Create a regexp from a string

Hello.
I need to create a RegExp from any string. I tried to use strings with special characters, e.g. "\d"
But when I try to compile this string, it escapes the symbols and shows something like ~r/\x7F/
The code to try:

regex_str = "^\d+,$"
Regex.compile(regex_str) # {:ok, ~r/^\x7F+,$/}

Thanks in advance for any suggestions!

2 Likes

That is because just using " as the string delimiters turns on special characters like that. :slight_smile:

To turn it off there are a few ways, the usual one is via using the ~S (capital S) sigil, which turns interpolation and special characters off, thus:

iex> "\d"
"\d"
iex> ~s"\d"
"\d"
iex> ~S"\d"
"\\d"

:slight_smile:

EDIT1: For note, " basically is like having an implied ~s before it. You can change the delimiter to a certain set if you want, ", ', / and a half dozen others are all valid, so ~s/blah/ == "blah" is true. :slight_smile:

EDIT2: Also, the r sigil both defines a string and passes it to regex compile all in the same step, so your original example could be done like:

iex> regex_str = "^\\d+,$"
"^\\d+,$"
iex> Regex.compile(regex_str)
{:ok, ~r/^\d+,$/}
iex> ~r"\\d+,$"
~r/\\d+,$/
iex> ~r/\\d+,$/
~r/\\d+,$/
iex> ~r{\\d+,$}
~r/\\d+,$/

The inspection protocol for compiled regex’s just converts the compiles regex into the sigil form for easy copy/pasting into the shell, but that is not how it really is internally. The inspection protocol is for ease of ‘you’ reading it, not how it really is. :slight_smile:

EDIT3: There are lots of sigils, you can even make your own, all documented at:

2 Likes

In my case I get a string from users input, and they expect to use a ‘normal’ regexp.
So I can’t use sigils, like ~S , because I can’t pass a variable to the macro.
I have this string “^\d” as an input from users (or a record from a DB) and I need to convert it to regexp.

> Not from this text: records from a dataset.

use serde::{Deserialize, Serialize};

/// Cumulative run counters, reported at per-operation granularity.
#[derive(Debug, Clone, Copy, Default, PartialEq, Eq, Serialize, Deserialize)]
pub struct Progress {
    pub processed: usize,
    pub failed: usize,
    pub skipped: usize,
    pub bytes: u64,
}

pub trait ProgressReporter: Send + Sync {
    fn report(&self, progress: &Progress);
    fn complete(&self, progress: &Progress);
}

/// Reporter that discards everything. Used by tests and library callers
/// that do not surface progress.
#[derive(Debug, Clone, Copy, Default)]
pub struct NullReporter;

impl ProgressReporter for NullReporter {
    fn report(&self, _progress: &Progress) {}
    fn complete(&self, _progress: &Progress) {}
}
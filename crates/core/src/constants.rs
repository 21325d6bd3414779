pub const DEFAULT_TEMPLATE: &str = "{year}/{month}/{name}{ext}";

pub const DEFAULT_DUPLICATES_FORMAT: &str = "_{number}";

pub const LOG_DIR_NAME: &str = ".photocopy-logs";

pub const LOG_FILE_PREFIX: &str = "photocopy-";

/// Sidecar extension appended to the gazetteer path for the binary index.
pub const GEO_INDEX_SUFFIX: &str = "geostreamindex";

pub const CHECKSUM_BUFFER_SIZE: usize = 64 * 1024;

/// Extensions treated as organizable media when the user supplies no set.
pub const DEFAULT_ALLOWED_EXTENSIONS: &[&str] = &[
    "jpg", "jpeg", "png", "heic", "heif", "tif", "tiff", "webp", "dng", "raf", "cr2", "cr3",
    "arw", "nef", "orf", "rw2", "mp4", "mov", "avi", "m4v", "mts", "3gp",
];
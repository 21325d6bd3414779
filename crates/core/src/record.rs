use chrono::{DateTime, Local};
use serde::{Deserialize, Serialize};
use std::path::PathBuf;

/// WGS84 coordinates in decimal degrees.
#[derive(Debug, Clone, Copy, PartialEq, Serialize, Deserialize)]
pub struct GpsCoordinates {
    pub latitude: f64,
    pub longitude: f64,
}

/// Resolved place for a set of coordinates. Each field is independently
/// optional; the whole struct is absent when no lookup succeeded.
#[derive(Debug, Clone, PartialEq, Serialize, Deserialize)]
pub struct LocationData {
    pub city: String,
    pub district: Option<String>,
    pub state: Option<String>,
    pub country: Option<String>,
    pub population: u64,
}

/// A sibling file carried along with its primary record. Related files are
/// grouped within a single directory only and never become primaries.
#[derive(Debug, Clone, PartialEq, Serialize, Deserialize)]
pub struct RelatedFile {
    pub source_path: PathBuf,
    pub size: u64,
}

/// One enriched file. Built by the scanner and the enrichment pipeline,
/// immutable afterwards.
#[derive(Debug, Clone, Serialize, Deserialize)]
pub struct FileRecord {
    pub source_path: PathBuf,
    pub size: u64,
    pub created: Option<DateTime<Local>>,
    pub modified: Option<DateTime<Local>>,
    pub capture: Option<DateTime<Local>>,
    pub gps: Option<GpsCoordinates>,
    pub camera: Option<String>,
    pub checksum: Option<String>,
    pub location: Option<LocationData>,
    pub related: Vec<RelatedFile>,
}

impl FileRecord {
    /// Capture date with the filesystem fallbacks applied: capture time,
    /// then creation time, then modification time.
    pub fn effective_date(&self) -> Option<DateTime<Local>> {
        self.capture.or(self.created).or(self.modified)
    }

    pub fn file_stem(&self) -> String {
        self.source_path
            .file_stem()
            .map(|v| v.to_string_lossy().to_string())
            .unwrap_or_else(|| "untitled".to_string())
    }

    /// Extension with its leading dot, original case preserved.
    pub fn extension_with_dot(&self) -> String {
        self.source_path
            .extension()
            .map(|v| format!(".{}", v.to_string_lossy()))
            .unwrap_or_default()
    }

    pub fn normalized_camera(&self) -> Option<&str> {
        self.camera.as_deref().map(str::trim).filter(|s| !s.is_empty())
    }
}
use crate::constants::CHECKSUM_BUFFER_SIZE;
use anyhow::{Context, Result};
use sha2::{Digest, Sha256};
use std::fs::File;
use std::io::Read;
use std::path::Path;

/// Streams a file through SHA-256 and returns the lowercase hex digest.
///
/// The file is read in fixed-size chunks so arbitrarily large videos never
/// land in memory at once. Empty files yield the SHA-256 of empty input.
pub fn checksum_file(path: &Path) -> Result<String> {
    let mut file =
        File::open(path).with_context(|| format!("failed to open for checksum: {}", path.display()))?;
    let mut hasher = Sha256::new();
    let mut buffer = vec![0u8; CHECKSUM_BUFFER_SIZE];

    loop {
        let read = file
            .read(&mut buffer)
            .with_context(|| format!("failed to read for checksum: {}", path.display()))?;
        if read == 0 {
            break;
        }
        hasher.update(&buffer[..read]);
    }

    Ok(format!("{:x}", hasher.finalize()))
}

Well doing regex_str = "^\d+,$" is most certainly not user input. ^.^
It would be more like regex_str = get_user_blah() or so. Strings are only escaped in ‘source code’, not from anywhere else. So if it is user input then it is already fine. :slight_smile:

The issue is that your binding content in regex_str was escaped, it was not theRegex.compile/1 escaping it, it was the " parts above it.

It is exactly the same in javascript, C, C++, ocaml, etc… etc… etc…, almost every language out. :slight_smile:

If you get \d from an external source, it will be represented as "\\d" as a string, and this will work fine with Regex.compile.

Elixir string "\d" does not represent two characters, but a single one. A user entering text into, say, text field, does not use Elixir syntax, though, so when they type \d, this will result in a two-byte string, represented as "\\d" in Elixir. When you use a string in a test, you use Elixir syntax, so additional escaping is necessary there.

3 Likes

Thanks for the explanation @michalmuskala.
Indeed, I used it in tests and faced this problem. Now, it’s clear for me.

As a side note, be careful running user input as a regex. It’s very easy to create a pathologically expensive regex that will DOS your server.

1 Like

You know I just got to thinking, is it possible to create a function to do a rough calculation of a ‘cost’ of a compiled regex? That way we could deny user inputted regex that goes above a certain ‘cost’? Sounds like a hard problem to catch all the detrimental cases… I wonder…

That sounds to me an awfully lot like the halting problem.

To evaluate it then possibly, I was thinking more of just known detrimental patterns, like ones that can match unbounded and expensive loops and such.